I wanted to write a blog post, but nothing was coming to me.
I didn't have any words tonight, but I had a nice little collection of items on my desk hutch (which serves as part catch-all, part altar of favorite things). So I took a picture, first with my iPhone, but that didn't do it justice. Next I broke out the big girl camera (the DSLR), but even that didn't really capture the essence of my lovely little view. I could have fiddled with things -- changed the lighting (as much as one can change the lighting at 2:23am), or tried a different camera setting (though, truth be told, I don't know how to use most of my camera settings), or popped the photo into PicMonkey and tried to edit it into something more representative of the image and mood I wanted to create.
But the gap between what I saw and the image I captured, well, the experience of that gap gave me a few words.
I thought: Sometimes there's a gap.
A gap between what we see in front of us and the photograph we're capable of taking. A gap between the the way an experience feels inside of us, or the way an unborn poem sounds in our heart, and the way we translate it into words on paper. Part of this has to do with the gap between our taste in art and our ability to create art, especially in the beginning. (Ira Glass explains more about this gap in this video. This concept has been so important to me in staying sane with my own creative pursuits. Seriously, watch the video.)
But part of the gappage is about that word: translation. I think making art (with words or images or anything) is about translating something that exists somewhere else (either inside of us or beyond us). What a crazy hard thing to do!
Yes, crazy hard sometimes, but still the only thing that makes sense to those of us who are called to create.

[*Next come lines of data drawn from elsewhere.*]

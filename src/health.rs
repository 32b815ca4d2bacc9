//! Corpus health report: structural issues a search index can see but a
//! reader easily misses.
//!
//! The report is computed from one index snapshot and covers orphaned
//! documents, dangling relation targets, metadata gaps, stale drafts,
//! and per-module coverage of the core design-document kinds.

use std::collections::{BTreeMap, HashSet};

use chrono::{DateTime, NaiveDate, Utc};
use serde::Serialize;

use crate::config::HealthConfig;
use crate::index::DocIndex;
use crate::model::{DocumentStatus, DocumentType};
use crate::normalize::{DEFAULT_AUTHOR, DEFAULT_VERSION};

/// The five kinds a fully documented module is expected to carry.
const COVERAGE_KINDS: [DocumentType; 5] = [
    DocumentType::FeatureDesign,
    DocumentType::DatabaseSchema,
    DocumentType::ApiDesign,
    DocumentType::UxFlow,
    DocumentType::TestingStrategy,
];

#[derive(Debug, Clone, Serialize)]
pub struct HealthReport {
    pub generated_at: DateTime<Utc>,
    pub overview: Overview,
    pub issues: Issues,
    pub coverage: BTreeMap<String, ModuleCoverage>,
    pub recommendations: Vec<String>,
}

#[derive(Debug, Clone, Serialize)]
pub struct Overview {
    pub total_documents: usize,
    pub by_status: BTreeMap<DocumentStatus, usize>,
    pub by_type: BTreeMap<DocumentType, usize>,
    pub by_module: BTreeMap<String, usize>,
}

#[derive(Debug, Clone, Serialize)]
pub struct Issues {
    /// Documents with no outgoing relations and no incoming references.
    pub orphaned_docs: Vec<String>,
    pub incomplete_metadata: Vec<IncompleteMetadata>,
    pub broken_references: Vec<BrokenReference>,
    pub stale_drafts: Vec<StaleDoc>,
    pub outdated_docs: Vec<StaleDoc>,
}

#[derive(Debug, Clone, Serialize)]
pub struct IncompleteMetadata {
    pub uri: String,
    pub missing_fields: Vec<&'static str>,
}

#[derive(Debug, Clone, Serialize)]
pub struct BrokenReference {
    pub source: String,
    pub target: String,
    pub reference_type: String,
}

#[derive(Debug, Clone, Serialize)]
pub struct StaleDoc {
    pub uri: String,
    pub last_updated: NaiveDate,
    pub days_old: i64,
}

#[derive(Debug, Clone, Serialize)]
pub struct ModuleCoverage {
    pub has_feature_design: bool,
    pub has_database_schema: bool,
    pub has_api_design: bool,
    pub has_ux_flow: bool,
    pub has_testing_strategy: bool,
    /// Fraction of the five coverage kinds present.
    pub completeness: f64,
}

/// Compute the full report for one snapshot.
pub fn health_report(index: &DocIndex, config: &HealthConfig) -> HealthReport {
    let today = Utc::now().date_naive();
    let stats = index.stats();

    let overview = Overview {
        total_documents: stats.total_documents,
        by_status: stats.documents_by_status.clone(),
        by_type: stats.documents_by_type.clone(),
        by_module: stats.documents_by_module.clone(),
    };

    // Incoming-reference set for orphan detection.
    let mut referenced: HashSet<&str> = HashSet::new();
    for doc in index.all_documents() {
        for target in doc.related_docs.values() {
            referenced.insert(target.as_str());
        }
    }

    let mut orphaned_docs = Vec::new();
    let mut incomplete_metadata = Vec::new();
    let mut broken_references = Vec::new();
    let mut stale_drafts = Vec::new();
    let mut outdated_docs = Vec::new();

    for doc in index.all_documents() {
        if doc.related_docs.is_empty() && !referenced.contains(doc.uri.as_str()) {
            orphaned_docs.push(doc.uri.clone());
        }

        let mut missing = Vec::new();
        if doc.author == DEFAULT_AUTHOR {
            missing.push("author");
        }
        if doc.version == DEFAULT_VERSION {
            missing.push("version");
        }
        if doc.keywords.is_empty() {
            missing.push("keywords");
        }
        if !missing.is_empty() {
            incomplete_metadata.push(IncompleteMetadata {
                uri: doc.uri.clone(),
                missing_fields: missing,
            });
        }

        for (label, target) in &doc.related_docs {
            if !index.contains(target) {
                broken_references.push(BrokenReference {
                    source: doc.uri.clone(),
                    target: target.clone(),
                    reference_type: label.clone(),
                });
            }
        }

        let days_old = today.signed_duration_since(doc.last_updated).num_days();
        if doc.status == DocumentStatus::Draft && days_old > config.stale_draft_days {
            stale_drafts.push(StaleDoc {
                uri: doc.uri.clone(),
                last_updated: doc.last_updated,
                days_old,
            });
        }
        if days_old > config.outdated_days {
            outdated_docs.push(StaleDoc {
                uri: doc.uri.clone(),
                last_updated: doc.last_updated,
                days_old,
            });
        }
    }

    let mut coverage: BTreeMap<String, ModuleCoverage> = BTreeMap::new();
    for module in index.modules() {
        let kinds: HashSet<DocumentType> = index
            .documents_by_module(&module)
            .iter()
            .map(|d| d.document_type)
            .collect();
        let present = COVERAGE_KINDS.iter().filter(|k| kinds.contains(k)).count();
        coverage.insert(
            module,
            ModuleCoverage {
                has_feature_design: kinds.contains(&DocumentType::FeatureDesign),
                has_database_schema: kinds.contains(&DocumentType::DatabaseSchema),
                has_api_design: kinds.contains(&DocumentType::ApiDesign),
                has_ux_flow: kinds.contains(&DocumentType::UxFlow),
                has_testing_strategy: kinds.contains(&DocumentType::TestingStrategy),
                completeness: present as f64 / COVERAGE_KINDS.len() as f64,
            },
        );
    }

    let issues = Issues {
        orphaned_docs,
        incomplete_metadata,
        broken_references,
        stale_drafts,
        outdated_docs,
    };

    let recommendations = recommend(&issues, &coverage);

    HealthReport {
        generated_at: Utc::now(),
        overview,
        issues,
        coverage,
        recommendations,
    }
}

fn recommend(issues: &Issues, coverage: &BTreeMap<String, ModuleCoverage>) -> Vec<String> {
    let mut recs = Vec::new();

    if !issues.broken_references.is_empty() {
        recs.push(format!(
            "{} broken reference(s): fix related_docs targets or remove the entries",
            issues.broken_references.len()
        ));
    }
    if !issues.orphaned_docs.is_empty() {
        recs.push(format!(
            "{} orphaned document(s): link them from related material or archive them",
            issues.orphaned_docs.len()
        ));
    }
    if !issues.stale_drafts.is_empty() {
        recs.push(format!(
            "{} stale draft(s): review and promote or drop them",
            issues.stale_drafts.len()
        ));
    }
    if !issues.incomplete_metadata.is_empty() {
        recs.push(format!(
            "{} document(s) with incomplete front matter: fill in author, version, and keywords",
            issues.incomplete_metadata.len()
        ));
    }

    let weak_modules: Vec<&str> = coverage
        .iter()
        .filter(|(_, c)| c.completeness < 0.6)
        .map(|(m, _)| m.as_str())
        .collect();
    if !weak_modules.is_empty() {
        recs.push(format!(
            "low design-doc coverage in: {}",
            weak_modules.join(", ")
        ));
    }

    if recs.is_empty() {
        recs.push("documentation corpus looks healthy".to_string());
    }

    recs
}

I wasn't thinking about any of this as I looked around for something to write about and came up with a photograph instead. I like when thoughts and mini-essays slink out of the shadows like that. "The world is everywhere whispering essays," indeed.
And if it weren't now 2:39am, I might even expand on this everyday essay. But I'm just about out of words for the night, and sleep beckons.
What's your gap or inspiration these days?